By allowing ads to appear on this site, you support the local businesses who, in turn, support great journalism.
In rural Georgia, telemedicine provides new option for children’s mental health
02132018 TELEMEDICINE 1.jpg
Telemedicine is being proposed as one of the state’s methods to improve mental health care for children.

In more than half of Georgia counties, parents can’t find nearby mental health services for their children.

A deep lack of mental health professionals is one of a litany of problems identified by advocacy groups and state agencies for years, and that shortage is laying a hard road before parents in outlying communities in Georgia, some of whom have to drive hours to the nearest metro area for care.

Those same groups, like Voices for Georgia’s Children, point out that the shortage is having dire consequences: Based on the most recent information available, suicide is the third most common cause of death for people ages 10-24 in the Peach State.

“We know that there are significant number of counties that don’t have a licensed mental health professional, and when you’re a family that has a child who’s having a challenging experience, you’re already struggling and you need to have access,” said Erica Fener Sitkoff, executive director of Voices for Georgia’s Children.

Learn more about this series

In December, the Commission on Children’s Mental Health, which was created by Gov. Nathan Deal in June, released a report with recommendations on how to improve mental health services for children in Georgia. Read more about that work and what the issues look like in our community.   

There could be as many as 76 of Georgia’s 159 counties that have not a single licensed child psychologist, according to the Georgia Department of Behavioral Health. The department found in 2014 that about half of the state’s counties lack mental health professionals, but more recent information isn’t available.

The teen suicide rate and other mental health issues faced by Georgia’s youth came to the forefront at the end of 2017 in a report from the Commission on Children’s Mental Health. Gov. Nathan Deal created the commission in June.

In December, the commission returned with five recommendations to address the state’s lack of services for children suffering mental health problems.

Among those recommendations is a recognition that, given the education required to become a child psychiatrist or psychologist in Georgia and the economic facts of less-populated areas, the demand for child mental health care in rural Georgia won’t be met on the ground any time soon.

So, instead, the state is proposing to bring children in need and health care professionals together another way: telemedicine.

Telemedicine, also called telehealth, is becoming a growing part of rural Americans’ health care consumption. Faced with few providers or high-deductible insurance (or no insurance at all), patients are turning to less expensive webcam consultations with a specialist.

Child health advocates like Sitkoff, who was one of the eight members of the mental health commission, argue that the state needs to do more to provide access to care for rural Georgians who don’t have access to mental health care, which often requires a series of visits with a service provider over weeks, months or even years.

“Kids who have an unmet mental health need, if it continues to get worse, miss significantly more days of school than kids who don’t have those needs,” Sitkoff said. “We know if we don’t intervene, it starts to have a compounding negative impact on them — they get behind and it feeds into stress, anxiety, depression.”

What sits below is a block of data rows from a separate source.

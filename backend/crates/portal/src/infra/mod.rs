//! Infrastructure Layer

pub mod simulated;

pub use simulated::SimulatedClassifier;
//! Dashboard Shell
//!
//! Chrome around every signed-in page: brand, viewer badge, role-filtered
//! navigation, and the logout action.

use auth::models::{Profile, Role, Route};
use serde::Serialize;

use crate::domain::navigation::{NavEntry, navigation_for};

pub const BRAND: &str = "CivGuard";

#[derive(Debug, Clone, Serialize)]
#[serde(rename_all = "camelCase")]
pub struct Shell {
    pub brand: &'static str,
    pub display_name: String,
    pub role: Role,
    pub role_label: &'static str,
    /// Avatar initial for the role
    pub badge: char,
    pub navigation: Vec<NavEntry>,
    /// Submit a POST here to sign out
    pub logout_action: &'static str,
    pub home: Route,
}

impl Shell {
    pub fn build(profile: &Profile, current_path: &str) -> Self {
        let role = profile.role;
        Self {
            brand: BRAND,
            display_name: profile.display_name().to_string(),
            role,
            role_label: role.label(),
            badge: role.badge(),
            navigation: navigation_for(role, current_path),
            logout_action: "/logout",
            home: role.dashboard(),
        }
    }
}

#[cfg(test)]
mod tests {
    use super::*;
    use auth::models::IdentityId;
    use chrono::Utc;

    fn profile(role: Role, name: Option<&str>) -> Profile {
        Profile {
            id: IdentityId::new(),
            email: "sam@city.gov".to_string(),
            role,
            name: name.map(str::to_string),
            created_at: Utc::now(),
        }
    }

    #[test]
    fn test_shell_for_officer() {
        let shell = Shell::build(&profile(Role::Officer, Some("Sam Rivera")), "/analytics");

        assert_eq!(shell.brand, "CivGuard");
        assert_eq!(shell.badge, 'M');
        assert_eq!(shell.display_name, "Sam Rivera");
        assert_eq!(shell.home, Route::MunicipalDashboard);
        let active: Vec<_> = shell.navigation.iter().filter(|e| e.active).collect();
        assert_eq!(active.len(), 1);
        assert_eq!(active[0].label, "Analytics");
    }

    #[test]
    fn test_display_name_falls_back_to_email() {
        let shell = Shell::build(&profile(Role::Citizen, None), "/dashboard");
        assert_eq!(shell.display_name, "sam");
        assert_eq!(shell.badge, 'C');
    }
}
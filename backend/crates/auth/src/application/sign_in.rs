//! Sign In Use Case
//!
//! Authenticates with email and password and works out where the user
//! should land.

use std::sync::Arc;

use crate::application::resolve_profile::ResolveProfileUseCase;
use crate::domain::entity::Session;
use crate::domain::repository::{IdentityProvider, ProfileRepository};
use crate::domain::value_object::{Email, Password, Route};
use crate::error::{AuthError, AuthResult};

/// Sign in input
pub struct SignInInput {
    pub email: String,
    pub password: String,
}

/// Sign in output
#[derive(Debug)]
pub struct SignInOutput {
    pub session: Session,
    pub destination: Route,
}

/// Sign in use case
pub struct SignInUseCase<B>
where
    B: IdentityProvider + ProfileRepository,
{
    backend: Arc<B>,
}

impl<B> SignInUseCase<B>
where
    B: IdentityProvider + ProfileRepository,
{
    pub fn new(backend: Arc<B>) -> Self {
        Self { backend }
    }

    pub async fn execute(&self, input: SignInInput) -> AuthResult<SignInOutput> {
        let email = Email::new(&input.email).map_err(|_| AuthError::InvalidCredentials)?;
        if input.password.is_empty() {
            return Err(AuthError::InvalidCredentials);
        }
        let password = Password::for_sign_in(input.password);

        let session = self
            .backend
            .sign_in_with_password(&email, &password)
            .await?;

        tracing::info!(identity_id = %session.identity.id, "User signed in");

        let destination = self.destination(&session).await;
        Ok(SignInOutput {
            session,
            destination,
        })
    }

    /// Dashboard for the stored role. Only the role column is fetched;
    /// any failure falls back to the citizen dashboard.
    async fn destination(&self, session: &Session) -> Route {
        let id = &session.identity.id;
        let resolver = ResolveProfileUseCase::new(self.backend.clone());
        match resolver.role(id, Some(&session.access_token)).await {
            Ok(Some(role)) => role.dashboard(),
            Ok(None) => {
                tracing::warn!(identity_id = %id, "No profile for signed-in identity");
                Route::Dashboard
            }
            Err(e) => {
                tracing::warn!(identity_id = %id, error = %e, "Role lookup failed");
                Route::Dashboard
            }
        }
    }
}
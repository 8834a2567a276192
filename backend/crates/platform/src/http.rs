//! Hosted backend HTTP client
//!
//! Thin wrapper over `reqwest` that knows the service base URL and API key
//! and turns non-success responses into [`UpstreamError`].

use reqwest::{Method, RequestBuilder, Response, StatusCode, header};
use serde::Deserialize;
use std::time::Duration;

/// Error raised by the service client
#[derive(Debug, thiserror::Error)]
pub enum ServiceClientError {
    /// The HTTP client could not be constructed
    #[error("Failed to build HTTP client: {0}")]
    Build(reqwest::Error),

    /// Network failure, timeout, or unreadable body
    #[error("Backend unreachable: {0}")]
    Transport(#[from] reqwest::Error),

    /// The service answered with a non-success status
    #[error("{0}")]
    Upstream(#[from] UpstreamError),
}

/// Non-success answer from the hosted service
#[derive(Debug, Clone, thiserror::Error)]
#[error("{message} (status {status})")]
pub struct UpstreamError {
    pub status: StatusCode,
    /// Machine-readable code if the service sent one (e.g. `PGRST116`)
    pub code: Option<String>,
    /// Human-readable message suitable for a notification
    pub message: String,
}

/// Error bodies differ between the auth and data endpoints; accept all shapes.
#[derive(Debug, Default, Deserialize)]
struct ErrorBody {
    error_description: Option<String>,
    msg: Option<String>,
    message: Option<String>,
    error: Option<String>,
    error_code: Option<String>,
    code: Option<serde_json::Value>,
}

impl UpstreamError {
    /// Build from a status and a raw response body
    pub fn from_body(status: StatusCode, body: &str) -> Self {
        let parsed: ErrorBody = serde_json::from_str(body).unwrap_or_default();

        let message = parsed
            .error_description
            .or(parsed.msg)
            .or(parsed.message)
            .or(parsed.error.clone())
            .filter(|m| !m.trim().is_empty())
            .unwrap_or_else(|| {
                status
                    .canonical_reason()
                    .unwrap_or("Unexpected response")
                    .to_string()
            });

        let code = parsed
            .error_code
            .or_else(|| match parsed.code {
                Some(serde_json::Value::String(s)) => Some(s),
                _ => None,
            })
            .or(parsed.error);

        Self {
            status,
            code,
            message,
        }
    }
}

/// Client for one hosted backend project
#[derive(Debug, Clone)]
pub struct ServiceClient {
    http: reqwest::Client,
    base_url: String,
    api_key: String,
}

impl ServiceClient {
    pub fn new(
        base_url: impl Into<String>,
        api_key: impl Into<String>,
        timeout: Duration,
    ) -> Result<Self, ServiceClientError> {
        let http = reqwest::Client::builder()
            .timeout(timeout)
            .build()
            .map_err(ServiceClientError::Build)?;

        Ok(Self {
            http,
            base_url: base_url.into().trim_end_matches('/').to_string(),
            api_key: api_key.into(),
        })
    }

    pub fn base_url(&self) -> &str {
        &self.base_url
    }

    /// Absolute URL for a service path such as `/auth/v1/signup`
    pub fn url(&self, path: &str) -> String {
        format!("{}/{}", self.base_url, path.trim_start_matches('/'))
    }

    /// Request carrying the project API key. `bearer` overrides the
    /// Authorization token (a user access token or a privileged key).
    pub fn request(&self, method: Method, path: &str, bearer: Option<&str>) -> RequestBuilder {
        let token = bearer.unwrap_or(&self.api_key);
        self.http
            .request(method, self.url(path))
            .header("apikey", &self.api_key)
            .header(header::AUTHORIZATION, format!("Bearer {token}"))
    }

    /// Send a request and fail on a non-success status
    pub async fn send(&self, request: RequestBuilder) -> Result<Response, ServiceClientError> {
        let response = request.send().await?;
        let status = response.status();
        if status.is_success() {
            return Ok(response);
        }

        let body = response.text().await.unwrap_or_default();
        let err = UpstreamError::from_body(status, &body);
        tracing::debug!(status = %status, code = ?err.code, "Backend returned an error");
        Err(err.into())
    }
}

It’s no surprise then that so much of the new children’s mental health funding in Gov. Deal’s fiscal year 2019 budget request focuses on schools.

Much of the almost $23 million for children’s mental health programs requested by the governor’s office and the commission is intended to “connect kids to services where they are everyday, and that’s schools,” Sitkoff said. “Where we’ve seen great success in tele-mental health is where these school-based health centers leverage telehealth equipment to get kids access to behavioral health providers.”

Tucked into the budget recommendations are two line items totaling $482,500 for telemedicine services and infrastructure — money that will help fund the cameras, computers and training needed to coordinate and carry out telehealth programs through public schools, the state and public-private health care providers.

Combined with additions to the Georgia Apex Program, the funding would help connect kids who need help to counselors, specialists and physicians to whom they don’t normally have regular access.

Sitkoff held up the Tanner Health System in the West Georgia town of Carrollton as an example for its tele-mental health services, which include providing telehealth services in local schools. The system also does regular “mental health first aid” classes that teach people how to identify someone struggling with mental illness and how to approach them about it.

Sitkoff argues that increasing awareness of mental health needs of children and identifying state resources to respond to it can help health care providers, educators and — most importantly — parents in rural areas not just provide long-term care to children, but identify a child on the edge and help him or her recover.

“We’re seeing higher stakes now,” she said. “We need to be identifying these needs earlier and earlier, creating awareness, reducing the stigma around getting help.”